=== Task ===
In the entries below, find every line with the string "fuser" and copy it.
========================================
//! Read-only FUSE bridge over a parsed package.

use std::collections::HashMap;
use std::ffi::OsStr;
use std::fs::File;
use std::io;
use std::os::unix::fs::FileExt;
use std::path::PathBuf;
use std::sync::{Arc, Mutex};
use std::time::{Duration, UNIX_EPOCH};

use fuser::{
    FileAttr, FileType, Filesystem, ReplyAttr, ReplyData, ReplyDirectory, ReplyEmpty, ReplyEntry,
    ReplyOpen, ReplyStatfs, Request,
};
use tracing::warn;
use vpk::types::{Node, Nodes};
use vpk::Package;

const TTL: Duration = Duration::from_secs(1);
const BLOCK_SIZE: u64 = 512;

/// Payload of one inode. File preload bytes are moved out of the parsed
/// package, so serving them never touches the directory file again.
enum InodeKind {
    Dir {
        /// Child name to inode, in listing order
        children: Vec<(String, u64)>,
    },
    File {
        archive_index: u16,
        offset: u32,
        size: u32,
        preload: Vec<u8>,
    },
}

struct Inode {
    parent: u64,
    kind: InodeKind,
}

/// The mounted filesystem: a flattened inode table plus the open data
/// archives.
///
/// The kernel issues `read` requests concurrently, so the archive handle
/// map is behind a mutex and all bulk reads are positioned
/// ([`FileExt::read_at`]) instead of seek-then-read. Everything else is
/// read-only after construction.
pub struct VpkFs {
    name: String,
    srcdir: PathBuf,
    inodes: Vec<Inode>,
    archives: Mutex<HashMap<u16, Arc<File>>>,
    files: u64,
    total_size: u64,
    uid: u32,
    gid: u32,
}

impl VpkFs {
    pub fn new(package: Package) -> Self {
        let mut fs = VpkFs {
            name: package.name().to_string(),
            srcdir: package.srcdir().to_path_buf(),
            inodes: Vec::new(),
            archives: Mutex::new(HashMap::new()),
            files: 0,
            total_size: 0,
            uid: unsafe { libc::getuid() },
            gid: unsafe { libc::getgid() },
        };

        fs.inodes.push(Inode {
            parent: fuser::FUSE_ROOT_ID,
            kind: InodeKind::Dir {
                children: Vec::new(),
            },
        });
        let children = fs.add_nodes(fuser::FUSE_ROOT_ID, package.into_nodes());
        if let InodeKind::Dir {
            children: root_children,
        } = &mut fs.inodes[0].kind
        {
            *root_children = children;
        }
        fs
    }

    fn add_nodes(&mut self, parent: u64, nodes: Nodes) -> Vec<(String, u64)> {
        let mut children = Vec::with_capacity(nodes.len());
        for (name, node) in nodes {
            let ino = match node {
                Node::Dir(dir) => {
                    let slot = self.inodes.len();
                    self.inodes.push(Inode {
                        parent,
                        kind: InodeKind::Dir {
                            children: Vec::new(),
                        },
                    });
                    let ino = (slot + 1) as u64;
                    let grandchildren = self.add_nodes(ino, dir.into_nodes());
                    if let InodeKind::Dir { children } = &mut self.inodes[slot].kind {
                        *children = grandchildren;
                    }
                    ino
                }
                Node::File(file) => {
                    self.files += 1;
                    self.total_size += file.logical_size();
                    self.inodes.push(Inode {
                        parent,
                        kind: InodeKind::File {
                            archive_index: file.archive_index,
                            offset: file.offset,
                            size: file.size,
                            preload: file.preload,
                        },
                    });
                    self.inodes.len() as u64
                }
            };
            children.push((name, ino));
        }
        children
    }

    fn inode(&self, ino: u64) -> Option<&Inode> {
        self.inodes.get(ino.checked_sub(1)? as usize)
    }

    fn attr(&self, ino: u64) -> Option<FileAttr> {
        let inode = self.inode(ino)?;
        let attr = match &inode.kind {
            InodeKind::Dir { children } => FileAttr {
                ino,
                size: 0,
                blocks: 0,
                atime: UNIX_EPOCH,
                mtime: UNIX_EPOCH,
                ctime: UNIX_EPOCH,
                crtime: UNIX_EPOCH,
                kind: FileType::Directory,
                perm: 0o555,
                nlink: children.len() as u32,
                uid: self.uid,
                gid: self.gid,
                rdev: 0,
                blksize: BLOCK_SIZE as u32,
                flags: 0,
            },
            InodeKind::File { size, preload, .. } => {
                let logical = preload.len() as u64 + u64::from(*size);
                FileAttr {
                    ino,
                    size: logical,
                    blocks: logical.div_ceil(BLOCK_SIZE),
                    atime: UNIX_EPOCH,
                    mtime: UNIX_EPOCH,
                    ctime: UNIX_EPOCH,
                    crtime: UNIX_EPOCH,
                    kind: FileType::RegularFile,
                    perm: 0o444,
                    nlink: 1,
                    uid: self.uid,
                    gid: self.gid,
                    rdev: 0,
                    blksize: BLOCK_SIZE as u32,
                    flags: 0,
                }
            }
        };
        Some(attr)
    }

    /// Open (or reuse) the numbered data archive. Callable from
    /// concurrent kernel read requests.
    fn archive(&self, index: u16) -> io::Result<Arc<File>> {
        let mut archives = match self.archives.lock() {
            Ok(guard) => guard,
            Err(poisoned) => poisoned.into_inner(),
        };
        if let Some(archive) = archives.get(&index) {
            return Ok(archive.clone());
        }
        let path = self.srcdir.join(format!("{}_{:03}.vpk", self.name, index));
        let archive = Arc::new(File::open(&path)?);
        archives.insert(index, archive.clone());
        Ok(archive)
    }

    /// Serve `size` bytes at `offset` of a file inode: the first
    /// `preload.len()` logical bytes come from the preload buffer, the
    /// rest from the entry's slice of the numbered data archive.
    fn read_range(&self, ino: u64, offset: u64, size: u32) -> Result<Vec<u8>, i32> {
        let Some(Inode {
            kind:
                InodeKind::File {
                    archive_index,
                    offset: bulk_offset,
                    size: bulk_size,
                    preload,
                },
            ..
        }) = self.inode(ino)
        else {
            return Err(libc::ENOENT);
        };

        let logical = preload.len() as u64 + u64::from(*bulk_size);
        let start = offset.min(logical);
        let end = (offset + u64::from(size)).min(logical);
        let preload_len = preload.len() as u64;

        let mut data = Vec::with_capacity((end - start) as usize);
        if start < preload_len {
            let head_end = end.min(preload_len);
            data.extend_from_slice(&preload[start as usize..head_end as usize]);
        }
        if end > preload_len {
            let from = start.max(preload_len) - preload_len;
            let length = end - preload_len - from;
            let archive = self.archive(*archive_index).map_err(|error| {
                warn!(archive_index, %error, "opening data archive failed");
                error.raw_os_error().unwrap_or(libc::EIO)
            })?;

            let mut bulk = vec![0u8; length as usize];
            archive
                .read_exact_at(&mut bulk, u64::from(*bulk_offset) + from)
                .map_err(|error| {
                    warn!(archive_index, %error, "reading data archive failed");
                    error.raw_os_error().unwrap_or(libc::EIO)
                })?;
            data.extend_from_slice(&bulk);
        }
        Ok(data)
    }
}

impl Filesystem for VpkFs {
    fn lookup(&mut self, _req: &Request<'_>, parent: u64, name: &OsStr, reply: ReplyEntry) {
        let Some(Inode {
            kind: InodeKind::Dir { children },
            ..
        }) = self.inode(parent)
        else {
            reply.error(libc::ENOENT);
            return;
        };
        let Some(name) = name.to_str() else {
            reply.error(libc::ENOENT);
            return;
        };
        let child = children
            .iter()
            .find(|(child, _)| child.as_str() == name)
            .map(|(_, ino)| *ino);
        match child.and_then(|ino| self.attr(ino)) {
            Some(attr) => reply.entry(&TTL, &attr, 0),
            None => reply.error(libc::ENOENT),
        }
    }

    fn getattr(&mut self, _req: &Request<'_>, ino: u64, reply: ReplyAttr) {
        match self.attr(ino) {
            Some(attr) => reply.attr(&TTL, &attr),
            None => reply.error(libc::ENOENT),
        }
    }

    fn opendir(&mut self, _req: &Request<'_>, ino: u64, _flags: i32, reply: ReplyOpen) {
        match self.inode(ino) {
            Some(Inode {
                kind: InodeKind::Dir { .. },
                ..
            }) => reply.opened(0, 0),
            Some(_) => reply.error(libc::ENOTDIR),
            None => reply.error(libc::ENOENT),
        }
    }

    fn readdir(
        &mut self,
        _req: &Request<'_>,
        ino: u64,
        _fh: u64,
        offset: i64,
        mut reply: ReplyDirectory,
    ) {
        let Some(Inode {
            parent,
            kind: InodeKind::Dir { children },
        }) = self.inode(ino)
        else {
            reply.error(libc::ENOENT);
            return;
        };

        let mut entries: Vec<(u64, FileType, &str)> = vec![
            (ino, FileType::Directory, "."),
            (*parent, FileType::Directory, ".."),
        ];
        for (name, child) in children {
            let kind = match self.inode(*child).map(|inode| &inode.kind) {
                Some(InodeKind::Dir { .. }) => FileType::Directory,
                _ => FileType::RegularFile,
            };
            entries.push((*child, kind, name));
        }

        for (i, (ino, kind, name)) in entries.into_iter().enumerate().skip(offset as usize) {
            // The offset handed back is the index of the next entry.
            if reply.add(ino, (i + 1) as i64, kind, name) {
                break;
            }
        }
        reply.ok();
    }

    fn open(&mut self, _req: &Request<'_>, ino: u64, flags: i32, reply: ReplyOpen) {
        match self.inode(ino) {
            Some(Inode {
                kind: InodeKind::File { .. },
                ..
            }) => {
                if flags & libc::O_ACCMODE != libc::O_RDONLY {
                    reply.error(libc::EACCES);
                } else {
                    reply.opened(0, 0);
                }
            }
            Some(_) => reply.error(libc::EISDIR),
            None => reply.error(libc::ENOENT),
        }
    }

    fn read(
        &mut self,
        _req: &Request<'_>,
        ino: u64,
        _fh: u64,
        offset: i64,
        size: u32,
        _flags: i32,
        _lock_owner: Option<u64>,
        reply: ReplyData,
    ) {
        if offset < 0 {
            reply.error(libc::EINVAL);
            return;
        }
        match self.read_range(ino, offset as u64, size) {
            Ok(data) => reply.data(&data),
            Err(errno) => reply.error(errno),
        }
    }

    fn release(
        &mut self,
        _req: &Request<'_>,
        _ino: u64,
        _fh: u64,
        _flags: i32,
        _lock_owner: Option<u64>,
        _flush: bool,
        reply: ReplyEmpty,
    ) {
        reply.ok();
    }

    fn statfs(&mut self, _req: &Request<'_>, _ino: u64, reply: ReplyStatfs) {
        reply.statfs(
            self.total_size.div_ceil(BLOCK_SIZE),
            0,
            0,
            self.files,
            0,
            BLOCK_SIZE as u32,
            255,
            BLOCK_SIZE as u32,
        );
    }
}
========================================
=== Answer space ===
use fuser::{
            parent: fuser::FUSE_ROOT_ID,
        let children = fs.add_nodes(fuser::FUSE_ROOT_ID, package.into_nodes());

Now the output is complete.